J'avais été douché par les bandes-annonces et certains éléments, dont l'extrême violence mise en avant et le "Fuck Batman", ainsi que quelques choix (Raven toute jeune, Starfire... comme ça), mais j'ai commencé vendredi soir... et j'ai fini dimanche après-midi, en ayant une folle envie de voir la suite le plus rapidement possible.
Si le début est effectivement "perturbant" pour quiconque connaît les personnages d'origine, tant les versions montrées en semblent éloignées, c'est parce que la série va prendre le temps d'amener ces personnages tous fracturés vers les formes que l'on connaît et apprécie. La violence d'un Dick Grayson agressif et quasiment incontrôlable en plein combat s'explique, et c'est autant cohérent que malin, et même touchant. L'allure de Starfire a aussi sa justification, et l'explication au
#10 a du sens, et est maligne pour que tout se rejoigne. Raven ne choque plus dans son principe après quelques temps, notamment via une Teagan Croft très impliquée et inspirée. Seul Garfield gêne un peu, car il est énormément mis de côté, même si les bribes sur lui (et notamment ce côté Peter Pan/"je ne veux pas grandir car je suis traumatisé" n'est pas bête et fonctionne bien).
Mais, surtout, les auteurs sont malins et inspirés : les évolutions sont logiques, les personnages font des erreurs, mentent, foirent, mais s'attachent, et je m'attache à eux. La violence s'adoucit parfois, mais s'explique en fait. Et, surtout, les auteurs ont le courage d'assumer clairement leur série : on est au-delà du name-dropping, on est dans un univers qui assume Batman depuis plus de quinze ans, une Justice League, et la fluidité de l'évocation de tout ça fait plaisir.
Mais, au-delà de ce plaisir geek, la construction des personnages, et le fait qu'ils soient tous fracassés, ça fonctionne... car s'ils sont brisés, ils se reconstruisent ensemble. L'idée de les opposer à la Nuclear Family, en soi l'idéal d'une famille parfaite mais agressive et mortelle, "forcée" donc, montre bien que les Titans sont une Dysfunctional Family - mais une famille qui veut être ensemble, et donc est supérieure à la Nuclear. C'est un peu basique, mais ça fonctionne, et ça rejoint l'idée de base de la franchise : les laissés-pour-compte, des grands héros ou du destin, s'allient, s'entraident et survivent ensemble.

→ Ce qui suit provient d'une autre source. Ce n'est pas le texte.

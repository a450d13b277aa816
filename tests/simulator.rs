//! End-to-end tests driving the engine through the loopback transport
//! with tokio's paused clock.

use blesim::transport::{self, ReadResponse};
use blesim::{DeviceConfiguration, EngineEvent, Error, Simulator};
use futures::StreamExt;
use uuid::Uuid;

const SERVICE_UUID: &str = "e20a39f4-73f5-4bc4-a12f-17d1ad07a961";
const TELEMETRY_UUID: &str = "08590f7e-db05-467e-8757-72f6faeb13d5";
const LIDAR_UUID: &str = "08590f7e-db05-467e-8757-72f6faeb13d6";
const BATTERY_UUID: &str = "08590f7e-db05-467e-8757-72f6faeb13d7";
const DEVICE_INFO_UUID: &str = "08590f7e-db05-467e-8757-72f6faeb13d4";

fn config_with(
    characteristics: serde_json::Value,
    data_streams: serde_json::Value,
) -> DeviceConfiguration {
    let document = serde_json::json!({
        "device_config": {
            "name": "Bench Sensor",
            "manufacturer": "Acme",
            "model": "BS-1",
            "serial_number": "0001"
        },
        "ble_config": {
            "advertised_name": "BenchSensor",
            "service_uuid": SERVICE_UUID,
            "characteristics": characteristics
        },
        "data_config": {
            "update_interval_seconds": 1.0,
            "data_format": "json",
            "auto_cycle": true,
            "randomize_values": false,
            "randomize_range": 0.1
        },
        "data_streams": data_streams
    });

    DeviceConfiguration::parse(&serde_json::to_vec(&document).unwrap()).unwrap()
}

fn telemetry_config() -> DeviceConfiguration {
    config_with(
        serde_json::json!([{
            "uuid": TELEMETRY_UUID,
            "name": "Telemetry",
            "properties": ["read", "notify"],
            "permissions": ["readable"],
            "data_key": "telemetry"
        }]),
        serde_json::json!({
            "telemetry": { "type": "array", "data": [{"v": 10}, {"v": 20}] }
        }),
    )
}

#[tokio::test(start_paused = true)]
async fn array_stream_cycles_through_payloads() {
    let (adapter, mut central) = transport::loopback();
    let mut simulator = Simulator::new();
    simulator.start(telemetry_config(), adapter).await.unwrap();

    let mut payloads = Vec::new();
    for _ in 0..3 {
        let (_, payload) = central.next_notification().await.unwrap();
        payloads.push(payload);
    }

    assert_eq!(payloads[0], br#"{"v":10}"#);
    assert_eq!(payloads[1], br#"{"v":20}"#);
    assert_eq!(payloads[2], br#"{"v":10}"#);

    simulator.stop().await;
}

#[tokio::test(start_paused = true)]
async fn battery_is_rate_limited_to_one_dispatch_per_window() {
    let config = config_with(
        serde_json::json!([
            {
                "uuid": TELEMETRY_UUID,
                "name": "Telemetry",
                "properties": ["notify"],
                "permissions": ["readable"],
                "data_key": "telemetry"
            },
            {
                "uuid": BATTERY_UUID,
                "name": "Battery",
                "properties": ["notify"],
                "permissions": ["readable"],
                "data_key": "battery_info"
            }
        ]),
        serde_json::json!({
            "telemetry": { "type": "array", "data": [{"v": 1}] },
            "battery_info": { "type": "object", "data": { "level_pct": 87 } }
        }),
    );

    let (adapter, mut central) = transport::loopback();
    let mut simulator = Simulator::new();
    simulator.start(config, adapter).await.unwrap();

    let battery_uuid = Uuid::parse_str(BATTERY_UUID).unwrap();
    let mut telemetry_seen = 0;
    let mut battery_seen = 0;

    // 62 one-second ticks: the battery goes out on the first tick and
    // again on tick 61, once the 60 second window has elapsed.
    while telemetry_seen < 62 {
        let (uuid, _) = central.next_notification().await.unwrap();
        if uuid == battery_uuid {
            battery_seen += 1;
        } else {
            telemetry_seen += 1;
        }
    }

    assert_eq!(battery_seen, 2);

    simulator.stop().await;
}

#[tokio::test(start_paused = true)]
async fn encode_failure_does_not_abort_the_tick() {
    let config = config_with(
        serde_json::json!([
            {
                "uuid": LIDAR_UUID,
                "name": "Lidar",
                "properties": ["notify"],
                "permissions": ["readable"],
                "data_key": "lidar_measurements"
            },
            {
                "uuid": TELEMETRY_UUID,
                "name": "Telemetry",
                "properties": ["notify"],
                "permissions": ["readable"],
                "data_key": "telemetry"
            }
        ]),
        serde_json::json!({
            // Wrong shape: the distances field is missing entirely.
            "lidar_measurements": { "type": "array", "data": [{"bogus": 1}] },
            "telemetry": { "type": "array", "data": [{"v": 1}] }
        }),
    );

    let (adapter, mut central) = transport::loopback();
    let mut simulator = Simulator::new();
    simulator.start(config, adapter).await.unwrap();

    let telemetry_uuid = Uuid::parse_str(TELEMETRY_UUID).unwrap();
    for _ in 0..3 {
        let (uuid, _) = central.next_notification().await.unwrap();
        assert_eq!(uuid, telemetry_uuid);
    }

    simulator.stop().await;
}

#[tokio::test(start_paused = true)]
async fn lidar_frames_are_fixed_width() {
    let config = config_with(
        serde_json::json!([{
            "uuid": LIDAR_UUID,
            "name": "Lidar",
            "properties": ["notify"],
            "permissions": ["readable"],
            "data_key": "lidar_measurements"
        }]),
        serde_json::json!({
            "lidar_measurements": {
                "type": "array",
                "data": [{ "distances_mm": [70000, -5, 300] }]
            }
        }),
    );

    let (adapter, mut central) = transport::loopback();
    let mut simulator = Simulator::new();
    simulator.start(config, adapter).await.unwrap();

    let (_, frame) = central.next_notification().await.unwrap();
    assert_eq!(frame.len(), 40);
    assert_eq!(&frame[..6], &[0xFF, 0xFF, 0x00, 0x00, 0x2C, 0x01]);
    assert!(frame[6..].iter().all(|byte| *byte == 0));

    simulator.stop().await;
}

#[tokio::test(start_paused = true)]
async fn subscriber_count_is_clamped_at_zero() {
    // No data streams, so only subscription events flow.
    let config = config_with(
        serde_json::json!([{
            "uuid": TELEMETRY_UUID,
            "name": "Telemetry",
            "properties": ["notify"],
            "permissions": ["readable"],
            "data_key": "telemetry"
        }]),
        serde_json::json!({}),
    );

    let (adapter, central) = transport::loopback();
    let mut simulator = Simulator::new();
    let mut events = simulator.event_stream();
    simulator.start(config, adapter).await.unwrap();

    let uuid = Uuid::parse_str(TELEMETRY_UUID).unwrap();
    central.subscribe(uuid);
    central.unsubscribe(uuid);
    central.unsubscribe(uuid);
    central.unsubscribe(uuid);
    central.subscribe(uuid);

    let mut counts = Vec::new();
    while counts.len() < 5 {
        match events.next().await.unwrap() {
            EngineEvent::Subscribed { subscribers, .. }
            | EngineEvent::Unsubscribed { subscribers, .. } => counts.push(subscribers),
            _ => {}
        }
    }

    assert_eq!(counts, vec![1, 0, 0, 0, 1]);

    simulator.stop().await;
}

#[tokio::test(start_paused = true)]
async fn read_requests_slice_the_stored_payload() {
    let long_text = "x".repeat(600);
    let config = config_with(
        serde_json::json!([
            {
                "uuid": DEVICE_INFO_UUID,
                "name": "Device Information",
                "properties": ["read"],
                "permissions": ["readable"],
                "data_key": "device_info"
            },
            {
                "uuid": TELEMETRY_UUID,
                "name": "Telemetry",
                "properties": ["read", "notify"],
                "permissions": ["readable"],
                "data_key": "telemetry"
            },
            {
                "uuid": LIDAR_UUID,
                "name": "Orphan",
                "properties": ["read"],
                "permissions": ["readable"],
                "data_key": "no_such_stream"
            }
        ]),
        serde_json::json!({
            "telemetry": { "type": "array", "data": [{ "text": long_text }] }
        }),
    );

    let (adapter, mut central) = transport::loopback();
    let mut simulator = Simulator::new();
    simulator.start(config, adapter).await.unwrap();

    // The device info payload is preloaded and readable before any tick.
    let device_info_uuid = Uuid::parse_str(DEVICE_INFO_UUID).unwrap();
    match central.read(device_info_uuid, 0).await {
        ReadResponse::Value(payload) => {
            let record: serde_json::Value = serde_json::from_slice(&payload).unwrap();
            assert_eq!(record["manufacturer"], "Acme");
            assert_eq!(record["ble_identifier"], "Acme-BS-1");
        }
        other => panic!("unexpected response: {:?}", other),
    }

    // Wait for one telemetry dispatch so a payload is stored.
    let telemetry_uuid = Uuid::parse_str(TELEMETRY_UUID).unwrap();
    let (_, payload) = central.next_notification().await.unwrap();
    assert!(payload.len() > 512);

    match central.read(telemetry_uuid, 0).await {
        ReadResponse::Value(chunk) => assert_eq!(chunk.len(), 512),
        other => panic!("unexpected response: {:?}", other),
    }

    match central.read(telemetry_uuid, 512).await {
        ReadResponse::Value(chunk) => assert_eq!(chunk, payload[512..].to_vec()),
        other => panic!("unexpected response: {:?}", other),
    }

    assert_eq!(
        central.read(telemetry_uuid, payload.len() + 1).await,
        ReadResponse::InvalidOffset
    );

    // A characteristic whose stream never produced anything has no value.
    let orphan_uuid = Uuid::parse_str(LIDAR_UUID).unwrap();
    assert_eq!(central.read(orphan_uuid, 0).await, ReadResponse::NotFound);

    // And an unknown characteristic is not found either.
    assert_eq!(
        central.read(Uuid::new_v4(), 0).await,
        ReadResponse::NotFound
    );

    simulator.stop().await;
}

#[tokio::test(start_paused = true)]
async fn dispatch_failure_is_retried_on_the_next_tick() {
    let (adapter, central) = transport::loopback();
    central.set_notify_success(false);

    let mut simulator = Simulator::new();
    let mut events = simulator.event_stream();
    simulator.start(telemetry_config(), adapter).await.unwrap();

    loop {
        if let EngineEvent::DispatchFailed { data_key } = events.next().await.unwrap() {
            assert_eq!(data_key, "telemetry");
            break;
        }
    }

    central.set_notify_success(true);

    loop {
        if let EngineEvent::Notified { data_key, .. } = events.next().await.unwrap() {
            assert_eq!(data_key, "telemetry");
            break;
        }
    }

    simulator.stop().await;
}

#[tokio::test(start_paused = true)]
async fn stop_is_idempotent_and_acknowledged() {
    let mut simulator = Simulator::new();

    // Stopping an idle simulator is a no-op.
    simulator.stop().await;
    assert!(!simulator.is_running());

    let (adapter, central) = transport::loopback();
    simulator.start(telemetry_config(), adapter).await.unwrap();
    assert!(simulator.is_running());

    simulator.stop().await;
    assert!(!simulator.is_running());
    assert!(central.advertising_stopped());

    // And stopping again stays a no-op.
    simulator.stop().await;
}

#[tokio::test(start_paused = true)]
async fn restart_replaces_the_running_session() {
    let (first_adapter, first_central) = transport::loopback();
    let mut simulator = Simulator::new();
    simulator
        .start(telemetry_config(), first_adapter)
        .await
        .unwrap();

    let mut config = telemetry_config();
    config.ble_config.advertised_name = "BenchSensorMk2".to_string();

    let (second_adapter, second_central) = transport::loopback();
    simulator.start(config, second_adapter).await.unwrap();

    // The previous session was stopped before the new one registered.
    assert!(first_central.advertising_stopped());
    assert_eq!(
        second_central.registered_service().unwrap().advertised_name,
        "BenchSensorMk2"
    );
    assert!(simulator.is_running());

    simulator.stop().await;
}

#[tokio::test(start_paused = true)]
async fn start_rejects_a_mutated_invalid_configuration() {
    // A parsed configuration can be edited before start; bad values must
    // come back as errors instead of killing the session task mid-tick.
    let mut config = telemetry_config();
    config.data_config.randomize_values = true;
    config.data_config.randomize_range = -0.1;

    let (adapter, _central) = transport::loopback();
    let mut simulator = Simulator::new();
    let result = simulator.start(config, adapter).await;

    assert!(matches!(result, Err(Error::Config(_))));
    assert!(!simulator.is_running());

    let mut config = telemetry_config();
    config.data_config.update_interval_seconds = 1e30;

    let (adapter, _central) = transport::loopback();
    let result = simulator.start(config, adapter).await;

    assert!(matches!(result, Err(Error::Config(_))));
    assert!(!simulator.is_running());
}

#[tokio::test(start_paused = true)]
async fn registration_failure_leaves_the_simulator_idle() {
    let (adapter, central) = transport::loopback();
    central.reject_registration("radio unavailable");

    let mut simulator = Simulator::new();
    let result = simulator.start(telemetry_config(), adapter).await;

    assert!(matches!(result, Err(Error::Transport(_))));
    assert!(!simulator.is_running());
}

Enfin, au-delà de la réalisation toujours très bonne (c'est certes violent et sombre, mais on comprend l'action, on voit ce qu'il se passe, et c'est tellement agréable), au-delà des acteurs vraiment inspirés et bien taillés (Brendon est Dick Grayson, la Donna Troy est juste parfaite, tant pour l'actrice que pour l'écriture du personnage, etc.), il y a cette volonté d'y aller à fond, et de ne pas miser que sur les "stars". Le temps, long, passé sur Hawk & Dove peut surprendre vu la faible popularité des personnages, mais ça fait la réussite de la série, qui prend le temps de montrer les conséquences de cette vie sur des paumés, des gens normaux qui, eux, auraient eu besoin de cette famille qui se construit en parallèle... sans eux, peut-être.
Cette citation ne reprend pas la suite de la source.